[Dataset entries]
BEGIN
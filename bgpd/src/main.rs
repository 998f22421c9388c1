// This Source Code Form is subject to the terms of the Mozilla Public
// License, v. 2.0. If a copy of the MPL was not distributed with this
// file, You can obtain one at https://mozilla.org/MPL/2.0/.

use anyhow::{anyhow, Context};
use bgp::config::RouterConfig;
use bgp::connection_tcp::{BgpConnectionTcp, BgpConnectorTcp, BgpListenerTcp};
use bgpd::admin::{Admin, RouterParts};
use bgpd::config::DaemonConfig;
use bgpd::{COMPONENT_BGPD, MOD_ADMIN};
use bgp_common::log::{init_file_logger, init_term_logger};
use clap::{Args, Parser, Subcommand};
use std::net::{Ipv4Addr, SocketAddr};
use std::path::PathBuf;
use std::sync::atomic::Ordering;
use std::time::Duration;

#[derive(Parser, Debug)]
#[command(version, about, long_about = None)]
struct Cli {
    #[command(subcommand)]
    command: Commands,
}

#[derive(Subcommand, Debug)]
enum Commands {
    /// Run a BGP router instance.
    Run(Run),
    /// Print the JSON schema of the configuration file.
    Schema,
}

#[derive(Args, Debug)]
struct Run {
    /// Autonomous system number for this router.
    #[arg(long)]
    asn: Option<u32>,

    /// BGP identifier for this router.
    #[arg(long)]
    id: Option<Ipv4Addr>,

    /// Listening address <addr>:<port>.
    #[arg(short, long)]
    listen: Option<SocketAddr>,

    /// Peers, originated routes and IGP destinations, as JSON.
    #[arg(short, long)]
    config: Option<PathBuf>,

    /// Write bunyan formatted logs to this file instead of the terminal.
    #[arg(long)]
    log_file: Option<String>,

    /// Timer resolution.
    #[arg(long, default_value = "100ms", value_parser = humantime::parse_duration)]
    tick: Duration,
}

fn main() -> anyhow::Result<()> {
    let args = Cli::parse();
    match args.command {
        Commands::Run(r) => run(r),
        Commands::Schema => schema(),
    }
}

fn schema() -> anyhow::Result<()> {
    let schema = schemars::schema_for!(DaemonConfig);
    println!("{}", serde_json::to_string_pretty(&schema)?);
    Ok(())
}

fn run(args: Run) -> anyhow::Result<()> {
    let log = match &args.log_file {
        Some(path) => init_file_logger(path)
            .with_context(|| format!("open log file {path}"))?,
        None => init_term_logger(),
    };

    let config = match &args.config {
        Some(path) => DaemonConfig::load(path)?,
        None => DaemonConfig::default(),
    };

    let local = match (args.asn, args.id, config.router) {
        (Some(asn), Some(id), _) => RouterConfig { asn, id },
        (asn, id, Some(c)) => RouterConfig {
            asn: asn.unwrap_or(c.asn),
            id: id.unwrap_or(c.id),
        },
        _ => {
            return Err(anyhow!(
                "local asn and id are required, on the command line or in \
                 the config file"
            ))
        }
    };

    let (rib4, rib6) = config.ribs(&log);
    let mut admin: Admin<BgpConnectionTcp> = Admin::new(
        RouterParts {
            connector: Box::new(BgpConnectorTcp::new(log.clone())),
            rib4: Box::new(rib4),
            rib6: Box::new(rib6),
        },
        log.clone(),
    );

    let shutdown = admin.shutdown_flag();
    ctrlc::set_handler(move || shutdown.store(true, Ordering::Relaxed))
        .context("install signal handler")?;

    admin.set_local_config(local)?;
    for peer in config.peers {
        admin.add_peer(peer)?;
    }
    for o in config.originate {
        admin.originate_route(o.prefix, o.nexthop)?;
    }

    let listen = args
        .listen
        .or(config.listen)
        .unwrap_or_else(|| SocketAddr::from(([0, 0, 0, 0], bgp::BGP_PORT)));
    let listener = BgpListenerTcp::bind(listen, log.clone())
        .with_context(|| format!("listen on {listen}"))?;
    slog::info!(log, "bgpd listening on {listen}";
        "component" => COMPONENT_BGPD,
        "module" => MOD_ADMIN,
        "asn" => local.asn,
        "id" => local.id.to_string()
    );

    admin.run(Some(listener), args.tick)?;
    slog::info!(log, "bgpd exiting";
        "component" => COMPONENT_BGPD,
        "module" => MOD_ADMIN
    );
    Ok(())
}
END
Of all the entries above, repeat only the lines from the line that has "fn schema() ->" to the line that has "Some(path) => init_file_logger(path)", both lines included, exactly.

## Solution to the exercise
fn schema() -> anyhow::Result<()> {
    let schema = schemars::schema_for!(DaemonConfig);
    println!("{}", serde_json::to_string_pretty(&schema)?);
    Ok(())
}

fn run(args: Run) -> anyhow::Result<()> {
    let log = match &args.log_file {
        Some(path) => init_file_logger(path)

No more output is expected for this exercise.